Second, minority investments continued to play a role, especially for larger firms.
As the report details, minority investments represented 16.2% of all $1 billion-plus transactions in 2025, though this figure reflects a 42.3% decrease from 2024.
"Despite this decline, these investments remain an important capital pathway for the largest firms seeking liquidity and growth capital while retaining significant ownership and long-term strategic control," the authors suggest.
Notably, they add, 43.3% of all minority transactions involved firms managing over $10 billion in assets, highlighting the continued use of structured capital solutions and recapitalizations among scaled wealth managers.

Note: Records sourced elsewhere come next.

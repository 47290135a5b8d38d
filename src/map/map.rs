use std::sync::Arc;

use serde::Deserialize;
use url::Url;

use crate::error::MapError;
use crate::map::layer::{Layer, LayerDefinition};

/// Declarative description of a map, deserializable from JSON.
///
/// Scale thresholds control when the display switches between layers: within
/// the stack a layer is valid from `min_scale_threshold` up to
/// `max_scale_threshold` times the resolution ratio to the next finer layer;
/// the coarsest layer opens at `min_scale` and the finest closes at
/// `max_scale`.
#[derive(Debug, Clone, Deserialize)]
pub struct MapDefinition {
    /// Map name, informational only
    pub name: String,

    /// Smallest scale of the coarsest layer
    pub min_scale: f32,

    /// Largest scale of the finest layer
    pub max_scale: f32,

    /// Lower validity bound of every non-coarsest layer
    pub min_scale_threshold: f32,

    /// Factor for the upper validity bound between adjacent layers
    pub max_scale_threshold: f32,

    /// Layers ordered coarsest to finest
    pub layers: Vec<LayerDefinition>,
}

impl MapDefinition {
    /// The built-in national pyramid: eight layers from 250 m/px down to
    /// 1 m/px, 256 px tiles.
    pub fn swisstopo() -> Self {
        const TEMPLATE: &str =
            "https://wmts.geo.admin.ch/1.0.0/ch.swisstopo.pixelkarte-farbe/default/20140106/21781/{layer}/{y}/{x}.jpeg";

        let layer = |id: &str, url_name: &str, mpp: f32, right: i32, bottom: i32| LayerDefinition {
            id: id.to_string(),
            url_name: url_name.to_string(),
            url_template: TEMPLATE.to_string(),
            meters_per_pixel: mpp,
            tile_size_x: 256,
            tile_size_y: 256,
            left_tile: 0,
            top_tile: 0,
            right_tile: right,
            bottom_tile: bottom,
        };

        Self {
            name: "CH".to_string(),
            min_scale: 0.5,
            max_scale: 10.0,
            min_scale_threshold: 1.5,
            max_scale_threshold: 1.5,
            layers: vec![
                layer("CH16", "16", 250.0, 7, 4),
                layer("CH17", "17", 100.0, 18, 12),
                layer("CH18", "18", 50.0, 37, 24),
                layer("CH19", "19", 20.0, 93, 62),
                layer("CH20", "20", 10.0, 187, 124),
                layer("CH21", "21", 5.0, 374, 249),
                layer("CH23", "23", 2.0, 937, 624),
                layer("CH25", "25", 1.0, 1875, 1249),
            ],
        }
    }
}

/// An ordered stack of layers covering the same area, coarsest first.
#[derive(Debug)]
pub struct Map {
    name: String,
    layers: Vec<Arc<Layer>>,
}

impl Map {
    /// Build a map from its definition.
    ///
    /// Assigns layer indexes and scale validity ranges, and validates each
    /// layer's geometry and URL template.
    ///
    /// # Errors
    ///
    /// Returns [`MapError`] if the definition has no layers, a layer declares
    /// an empty grid, zero-sized tiles or a scale range that is not positive
    /// and finite, or a URL template does not produce a parseable URL.
    pub fn from_definition(def: &MapDefinition) -> Result<Self, MapError> {
        if def.layers.is_empty() {
            return Err(MapError::Empty(def.name.clone()));
        }

        let count = def.layers.len();
        let mut scales = Vec::with_capacity(count);
        for i in 0..count {
            if i + 1 < count {
                let ratio =
                    def.layers[i].meters_per_pixel / def.layers[i + 1].meters_per_pixel;
                scales.push((def.min_scale_threshold, def.max_scale_threshold * ratio));
            } else {
                scales.push((def.min_scale_threshold, def.max_scale));
            }
        }
        scales[0].0 = def.min_scale;

        let mut layers = Vec::with_capacity(count);
        for (index, layer_def) in def.layers.iter().enumerate() {
            let (min_scale, max_scale) = scales[index];
            let layer = Layer::from_definition(layer_def, index, min_scale, max_scale);
            validate_layer(&layer)?;
            layers.push(Arc::new(layer));
        }

        Ok(Self {
            name: def.name.clone(),
            layers,
        })
    }

    /// Map name.
    pub fn name(&self) -> &str {
        &self.name
    }

    /// Number of layers.
    pub fn layer_count(&self) -> usize {
        self.layers.len()
    }

    /// Layer at `index`, coarsest first.
    pub fn layer(&self, index: usize) -> Option<&Arc<Layer>> {
        self.layers.get(index)
    }

    /// Layer with the given identity.
    pub fn layer_by_id(&self, id: &str) -> Option<&Arc<Layer>> {
        self.layers.iter().find(|layer| layer.id() == id)
    }

    /// All layers, coarsest first.
    pub fn layers(&self) -> &[Arc<Layer>] {
        &self.layers
    }

    /// Pick the layer to display at a view resolution of `meters_per_pixel`.
    ///
    /// The current layer wins while its validity range still contains the
    /// resulting scale; otherwise the coarsest matching layer is returned.
    /// If no layer matches at all the current one is kept.
    pub fn matching_layer(&self, current: &Arc<Layer>, meters_per_pixel: f32) -> Arc<Layer> {
        let scale = current.meters_per_pixel() / meters_per_pixel;
        if current.matches_scale(scale) {
            return Arc::clone(current);
        }

        for layer in &self.layers {
            let scale = layer.meters_per_pixel() / meters_per_pixel;
            if layer.matches_scale(scale) {
                return Arc::clone(layer);
            }
        }

        Arc::clone(current)
    }
}

fn validate_layer(layer: &Layer) -> Result<(), MapError> {
    let positive = |v: f32| v.is_finite() && v > 0.0;
    if layer.tile_size_x() == 0 || layer.tile_size_y() == 0 {
        return Err(MapError::InvalidGeometry {
            layer: layer.id().to_string(),
            message: "tile size must be positive".to_string(),
        });
    }
    if layer.tiles_x() == 0 || layer.tiles_y() == 0 {
        return Err(MapError::InvalidGeometry {
            layer: layer.id().to_string(),
            message: "tile grid must not be empty".to_string(),
        });
    }
    if !positive(layer.meters_per_pixel()) {
        return Err(MapError::InvalidGeometry {
            layer: layer.id().to_string(),
            message: "meters per pixel must be positive and finite".to_string(),
        });
    }
    if !positive(layer.min_scale()) || !positive(layer.max_scale()) {
        return Err(MapError::InvalidGeometry {
            layer: layer.id().to_string(),
            message: "scale range must be positive and finite".to_string(),
        });
    }
    if !layer.url_template().contains("{x}") || !layer.url_template().contains("{y}") {
        return Err(MapError::InvalidGeometry {
            layer: layer.id().to_string(),
            message: "URL template must contain {x} and {y}".to_string(),
        });
    }
    let probe = layer.tile_url(0, 0);
    Url::parse(&probe).map_err(|source| MapError::InvalidUrlTemplate {
        layer: layer.id().to_string(),
        source,
    })?;
    Ok(())
}
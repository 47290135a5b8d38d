use thiserror::Error;

/// Errors from the persistent tile store
#[derive(Debug, Error)]
pub enum StoreError {
    /// Could not obtain a connection from the pool
    #[error("connection pool error: {0}")]
    Pool(#[from] r2d2::Error),

    /// Error reported by SQLite
    #[error("sqlite error: {0}")]
    Sqlite(#[from] r2d2_sqlite::rusqlite::Error),

    /// The blocking task running the query was cancelled or panicked
    #[error("store task failed: {0}")]
    Join(#[from] tokio::task::JoinError),
}

/// Errors that can occur when fetching a tile over the network
#[derive(Debug, Error)]
pub enum FetchError {
    /// Transport-level failure (connect, TLS, timeout)
    #[error("http error: {0}")]
    Http(#[from] reqwest::Error),

    /// Server answered with a non-success status code
    #[error("unexpected status code: {code}")]
    Status { code: u16 },

    /// Server answered 2xx but sent no body
    #[error("empty response body")]
    EmptyBody,

    /// Response bytes are not a decodable image
    #[error("image decode error: {0}")]
    Decode(#[from] image::ImageError),
}

/// Errors raised while building a [`crate::map::Map`] from a definition
#[derive(Debug, Error)]
pub enum MapError {
    /// A layer URL template does not produce a valid URL
    #[error("invalid URL template for layer {layer}: {source}")]
    InvalidUrlTemplate {
        layer: String,
        source: url::ParseError,
    },

    /// A layer declares a zero-sized tile grid or tile size
    #[error("invalid geometry for layer {layer}: {message}")]
    InvalidGeometry { layer: String, message: String },

    /// The map definition contains no layers
    #[error("map {0} has no layers")]
    Empty(String),
}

Third, private equity-backed strategic buyers continued to drive a meaningful share of mega-sized deals.
"Private equity backing remained a significant catalyst for large-platform dealmaking in 2025, providing strategic acquirers with the capital and flexibility to pursue acquisitions of larger wealth managers," the report recounts. "Of the 185 transactions involving firms with at least $1 billion in assets, 105 (or 56.8% of total transactions in this segment) were completed by PE-backed strategic buyers."

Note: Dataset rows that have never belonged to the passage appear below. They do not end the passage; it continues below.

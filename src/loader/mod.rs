//! Two-stage tile loading pipeline.
//!
//! Load orders flow through two long-lived worker tasks, one per stage:
//!
//! ```text
//! ┌─────────────────────────────────────────┐
//! │               TileCache                 │
//! │        order_load / cancel_load         │
//! └────────────────────┬────────────────────┘
//!                      │
//!                      ▼
//! ┌─────────────────────────────────────────┐
//! │        order queue (High / Low)         │
//! └────────────────────┬────────────────────┘
//!                      ▼
//! ┌─────────────────────────────────────────┐     hit
//! │           store stage task              │──────────▶ Ready
//! └────────────────────┬────────────────────┘        LoadedFromStore
//!                      │ miss
//!                      ▼
//! ┌─────────────────────────────────────────┐
//! │             network queue               │
//! └────────────────────┬────────────────────┘
//!                      ▼
//! ┌─────────────────────────────────────────┐   success   Ready + persist
//! │          network stage task             │──────────▶ LoadedFromNetwork
//! └────────────────────┬────────────────────┘
//!                      │ failure
//!                      ▼
//!              Failed + LoadFailed
//! ```
//!
//! Workers park on their queue when idle and exit on shutdown. Completion is
//! reported through an unbounded event channel, so workers never block on a
//! slow listener, and each non-cancelled order produces exactly one event.
//!
//! The pipeline owns its collaborators: the persistent store and the fetcher
//! are injected once at [`TileLoader::spawn`] and shared by both stages.

mod net_stage;
mod queue;
mod store_stage;

pub use queue::OrderQueue;

use std::sync::Arc;
use std::time::Duration;

use tokio::sync::mpsc;
use tracing::{debug, info, warn};

use crate::cache::LoadHandler;
use crate::fetch::TileFetcher;
use crate::store::{StoreLimits, TileStore};
use crate::tile::{LoadEvent, LoadKind, Priority, Tile};

/// Store records older than this get their `last_used` refreshed when read.
pub const DEFAULT_STALE_AFTER: Duration = Duration::from_secs(24 * 60 * 60);

/// Tuning knobs of the pipeline.
#[derive(Debug, Clone, Copy)]
pub struct LoaderOptions {
    /// Soft bound and eviction batch size of the persistent store
    pub limits: StoreLimits,

    /// Age after which a store hit refreshes the record's `last_used`
    pub stale_after: Duration,
}

impl Default for LoaderOptions {
    fn default() -> Self {
        Self {
            limits: StoreLimits::default(),
            stale_after: DEFAULT_STALE_AFTER,
        }
    }
}

/// State shared between the pipeline handle and its worker tasks.
pub(crate) struct PipelineShared {
    pub(crate) store_queue: OrderQueue,
    pub(crate) net_queue: OrderQueue,
    pub(crate) store: Arc<dyn TileStore>,
    pub(crate) fetcher: Arc<dyn TileFetcher>,
    pub(crate) events: mpsc::UnboundedSender<LoadEvent>,
    pub(crate) limits: StoreLimits,
    pub(crate) stale_after_ms: u64,
}

impl PipelineShared {
    /// Deliver a completion event. A dropped receiver is not an error; the
    /// listener side may already be gone during shutdown.
    pub(crate) fn emit(&self, tile: &Arc<Tile>, kind: LoadKind) {
        let _ = self.events.send(LoadEvent {
            tile: Arc::clone(tile),
            kind,
        });
    }

    /// Hand an order from the store stage to the network stage.
    pub(crate) fn forward_to_network(&self, tile: Arc<Tile>) {
        let id = tile.id().clone();
        if !self.net_queue.push(tile, Priority::High) {
            debug!(tile = %id, "dropping order, network queue is shut down");
        }
    }
}

/// The two-stage tile loading pipeline.
///
/// Spawning starts both worker tasks. Orders arrive through a
/// [`LoaderHandle`]; completions leave through the event receiver returned by
/// [`TileLoader::spawn`]. The pipeline stops permanently on
/// [`TileLoader::shutdown`] or when the loader is dropped.
pub struct TileLoader {
    shared: Arc<PipelineShared>,
}

impl TileLoader {
    /// Start the pipeline on the current tokio runtime.
    ///
    /// Returns the loader and the receiving end of the completion events.
    pub fn spawn(
        store: Arc<dyn TileStore>,
        fetcher: Arc<dyn TileFetcher>,
        options: LoaderOptions,
    ) -> (Self, mpsc::UnboundedReceiver<LoadEvent>) {
        let (events, receiver) = mpsc::unbounded_channel();
        let shared = Arc::new(PipelineShared {
            store_queue: OrderQueue::new(),
            net_queue: OrderQueue::new(),
            store,
            fetcher,
            events,
            limits: options.limits,
            stale_after_ms: options.stale_after.as_millis() as u64,
        });

        tokio::spawn(store_stage::run(Arc::clone(&shared)));
        tokio::spawn(net_stage::run(Arc::clone(&shared)));
        info!("tile loader started");

        (Self { shared }, receiver)
    }

    /// A cloneable handle for ordering and cancelling loads.
    pub fn handle(&self) -> LoaderHandle {
        LoaderHandle {
            shared: Arc::clone(&self.shared),
        }
    }

    /// Hold back all queued orders. In-flight loads still complete.
    pub fn pause(&self) {
        self.shared.store_queue.pause();
        self.shared.net_queue.pause();
        info!("tile loader paused");
    }

    /// Resume delivery of queued orders.
    pub fn resume(&self) {
        self.shared.store_queue.resume();
        self.shared.net_queue.resume();
        info!("tile loader resumed");
    }

    /// Stop the pipeline permanently. Queued orders are dropped, both worker
    /// tasks exit, and further orders are rejected.
    pub fn shutdown(&self) {
        self.shared.store_queue.shutdown();
        self.shared.net_queue.shutdown();
        info!("tile loader shut down");
    }
}

impl Drop for TileLoader {
    fn drop(&mut self) {
        self.shared.store_queue.shutdown();
        self.shared.net_queue.shutdown();
    }
}

/// Order entry point of the pipeline, the loader side of [`LoadHandler`].
#[derive(Clone)]
pub struct LoaderHandle {
    shared: Arc<PipelineShared>,
}

impl LoadHandler for LoaderHandle {
    fn order_load(&self, tile: Arc<Tile>, priority: Priority) {
        let id = tile.id().clone();
        if !self.shared.store_queue.push(tile, priority) {
            warn!(tile = %id, "load ordered after shutdown");
        }
    }

    fn cancel_load(&self, tile: &Tile) {
        tile.cancel();
    }
}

Overall, the most active acquirers in the mega-deal segment included Corient (seven transactions), Focus Financial Partners (six transactions), Creative Planning (five transactions), and Merchant Investment Management (five transactions).
The Smaller Side
As noted, sub-scale M&A transactions continued to drive overall deal volume in 2025, supported by well-capitalized strategic buyers and sustained sponsor interest.
While firms with under $1 billion in AUM accounted for less than 14.3% of total assets transacted, they represented 54.0% of announced transactions. This distribution, according to Echelon, underscores buyers' continued focus on smaller, scalable acquisitions that enable them to expand their footprint efficiently.

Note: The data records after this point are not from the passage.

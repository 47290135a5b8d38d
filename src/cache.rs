//! In-memory tile cache.
//!
//! One fixed-size grid per layer, sized once from the viewport so the visible
//! rectangle plus the preload margin always fits. A tile `(x, y)` lives in
//! slot `(x mod size_x, y mod size_y)`; walking off the viewed region reuses
//! the slots of tiles that scrolled out the other side, so eviction is purely
//! by slot collision. Recency plays no part.
//!
//! The cache never loads anything itself. Slots are filled with `Pending`
//! tiles and handed to a [`LoadHandler`]; cancellations flow through the same
//! seam when a slot is reused or a preload narrows the region of interest.
//!
//! All methods take `&mut self`: the cache belongs to the orchestration
//! thread, tiles themselves are the shared objects.

use std::sync::Arc;

use tracing::debug;

use crate::map::{Layer, Map};
use crate::tile::{Priority, Tile};

/// Width of the preload ring around the visible rectangle, in tiles.
pub const PRELOAD_MARGIN: u32 = 1;

/// Receiver of load orders and cancellations issued by the cache.
///
/// Implemented by the loader pipeline's handle; tests substitute recording
/// fakes to observe the cache's ordering behavior.
pub trait LoadHandler: Send + Sync {
    /// A fresh `Pending` tile entered the cache and wants loading.
    fn order_load(&self, tile: Arc<Tile>, priority: Priority);

    /// The cache lost interest in an in-flight tile.
    fn cancel_load(&self, tile: &Tile);
}

struct Grid {
    size_x: u32,
    size_y: u32,
    slots: Vec<Option<Arc<Tile>>>,
}

impl Grid {
    fn slot_index(&self, x: u32, y: u32) -> usize {
        let sx = (x % self.size_x) as usize;
        let sy = (y % self.size_y) as usize;
        sy * self.size_x as usize + sx
    }
}

/// Bounded in-memory cache of the tiles around the viewed region.
pub struct TileCache {
    map: Arc<Map>,
    handler: Arc<dyn LoadHandler>,
    grids: Vec<Grid>,
    margin: u32,
}

impl TileCache {
    /// Create a cache for `map` sized to a viewport of
    /// `view_width` x `view_height` pixels, with the default preload margin.
    pub fn new(
        map: Arc<Map>,
        handler: Arc<dyn LoadHandler>,
        view_width: u32,
        view_height: u32,
    ) -> Self {
        Self::with_margin(map, handler, PRELOAD_MARGIN, view_width, view_height)
    }

    /// Create a cache with an explicit preload margin.
    ///
    /// Each layer's grid covers the tiles the viewport can show at the
    /// layer's smallest display scale, plus the margin on every side and one
    /// extra tile per axis for partial overlap, clamped to the layer's actual
    /// tile counts.
    pub fn with_margin(
        map: Arc<Map>,
        handler: Arc<dyn LoadHandler>,
        margin: u32,
        view_width: u32,
        view_height: u32,
    ) -> Self {
        let grids = map
            .layers()
            .iter()
            .map(|layer| {
                let size_x = grid_span(view_width, layer.tile_size_x(), layer.min_scale(), margin)
                    .min(layer.tiles_x());
                let size_y = grid_span(view_height, layer.tile_size_y(), layer.min_scale(), margin)
                    .min(layer.tiles_y());
                debug!(layer = %layer.id(), size_x, size_y, "created tile grid");
                Grid {
                    size_x,
                    size_y,
                    slots: vec![None; size_x as usize * size_y as usize],
                }
            })
            .collect();

        Self {
            map,
            handler,
            grids,
            margin,
        }
    }

    /// The map this cache serves.
    pub fn map(&self) -> &Arc<Map> {
        &self.map
    }

    /// Look up the tile `(x, y)` of `layer`, ordering a load if needed.
    ///
    /// Returns `None` when the layer does not belong to this cache's map or
    /// the coordinates lie outside the layer's grid; no load is ordered then.
    /// A matching occupant is returned in whatever state it is in. A slot
    /// held by a different tile is reused: the occupant is cancelled if still
    /// in flight, and a fresh `Pending` tile takes the slot and is ordered at
    /// high priority.
    pub fn get_tile(&mut self, layer: &Arc<Layer>, x: u32, y: u32) -> Option<Arc<Tile>> {
        if !self.is_own_layer(layer) || !layer.has_tile(x, y) {
            return None;
        }

        let grid = &mut self.grids[layer.index()];
        let slot = grid.slot_index(x, y);

        if let Some(existing) = &grid.slots[slot] {
            if existing.x() == x && existing.y() == y {
                return Some(Arc::clone(existing));
            }
            if existing.is_in_flight() {
                self.handler.cancel_load(existing);
            }
        }

        let tile = Arc::new(Tile::new(Arc::clone(layer), x, y));
        grid.slots[slot] = Some(Arc::clone(&tile));
        self.handler.order_load(Arc::clone(&tile), Priority::High);
        Some(tile)
    }

    /// Focus loading on the rectangle `min_x..=max_x` x `min_y..=max_y` of
    /// `layer`.
    ///
    /// First cancels every in-flight tile the region no longer wants: all of
    /// other layers, and those of `layer` outside the rectangle. Then orders
    /// the rectangle's tiles, then the surrounding preload ring, so the
    /// visible tiles sit ahead of the ring in the loader's FIFO order.
    pub fn preload_region(
        &mut self,
        layer: &Arc<Layer>,
        min_x: u32,
        max_x: u32,
        min_y: u32,
        max_y: u32,
    ) {
        if !self.is_own_layer(layer) {
            return;
        }

        debug!(
            layer = %layer.id(),
            min_x, max_x, min_y, max_y,
            "preloading region"
        );

        let layer_index = layer.index();
        for (index, grid) in self.grids.iter_mut().enumerate() {
            let same_layer = index == layer_index;
            for slot in grid.slots.iter_mut() {
                let cancel = match slot {
                    Some(tile) if tile.is_in_flight() => {
                        let outside = tile.x() < min_x
                            || tile.x() > max_x
                            || tile.y() < min_y
                            || tile.y() > max_y;
                        !same_layer || outside
                    }
                    _ => false,
                };
                if cancel {
                    if let Some(tile) = slot.take() {
                        self.handler.cancel_load(&tile);
                    }
                }
            }
        }

        for y in min_y..=max_y {
            for x in min_x..=max_x {
                self.get_tile(layer, x, y);
            }
        }

        let margin = self.margin as i64;
        let (min_x, max_x) = (min_x as i64, max_x as i64);
        let (min_y, max_y) = (min_y as i64, max_y as i64);
        for y in (min_y - margin)..=(max_y + margin) {
            if y < min_y || y > max_y {
                for x in (min_x - margin)..=(max_x + margin) {
                    self.preload_probe(layer, x, y);
                }
            } else {
                for x in (min_x - margin)..min_x {
                    self.preload_probe(layer, x, y);
                }
                for x in (max_x + 1)..=(max_x + margin) {
                    self.preload_probe(layer, x, y);
                }
            }
        }
    }

    /// Order a failed tile again.
    ///
    /// If the slot holds the matching tile in the `Failed` state it is reset
    /// to `Pending` and re-ordered at high priority. In every other case this
    /// behaves exactly like [`TileCache::get_tile`].
    pub fn retry(&mut self, layer: &Arc<Layer>, x: u32, y: u32) -> Option<Arc<Tile>> {
        if !self.is_own_layer(layer) || !layer.has_tile(x, y) {
            return None;
        }

        let grid = &mut self.grids[layer.index()];
        let slot = grid.slot_index(x, y);

        if let Some(existing) = &grid.slots[slot] {
            if existing.x() == x && existing.y() == y {
                if existing.is_failed() {
                    existing.reset_pending();
                    self.handler
                        .order_load(Arc::clone(existing), Priority::High);
                }
                return Some(Arc::clone(existing));
            }
        }

        self.get_tile(layer, x, y)
    }

    fn preload_probe(&mut self, layer: &Arc<Layer>, x: i64, y: i64) {
        // the ring may reach past the grid edges
        if (0..=u32::MAX as i64).contains(&x) && (0..=u32::MAX as i64).contains(&y) {
            self.get_tile(layer, x as u32, y as u32);
        }
    }

    fn is_own_layer(&self, layer: &Arc<Layer>) -> bool {
        self.map
            .layer(layer.index())
            .is_some_and(|own| Arc::ptr_eq(own, layer))
    }
}

fn grid_span(view_pixels: u32, tile_pixels: u32, min_scale: f32, margin: u32) -> u32 {
    // the float cast saturates to u32::MAX for tiny scales
    let span = ((1.0 / min_scale) * view_pixels as f32 / tile_pixels as f32) as u32;
    span.saturating_add(2 * margin + 2)
}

What This Year Could Bring
In 2026, Echelon expects continued expansion of the RIA M&A buyer universe, with unique buyers up around 18% year over year.
Recent large-scale entrants include Great Hill Partners' minority investment in Mission Wealth ($10.7 billion in assets) and CIVC Partners' majority investment in Cary Street Partners ($10.0 billion).
"Strong sponsor interest and continued platform scaling are driving smaller firms toward partnerships, supporting elevated M&A activity across the sector," the authors conclude. "New investors accounted for 15% of assets transacted in 2025, down from 29% in 2024. We expect to see their market share increase in the upcoming year as new private equity firms and other investors enter the forum."
As in 2025, the report projects, service expansion will be a key theme accelerating M&A this year.
"Among scaled national RIA platforms, cross-functional models are becoming embedded in strategies, deepening client relationships through recurring engagement points across planning, investment, tax and estate needs," the report notes.
Ultimately, the report concludes, broader offerings continue to expand cross-sell and referral entry points, while ongoing M&A-driven scale will enable investment in specialized talent, including CFPs, CPAs, lawyers and trust professionals.
"As this model proliferates, holistic advice platforms are expected to maintain a competitive advantage," the report states.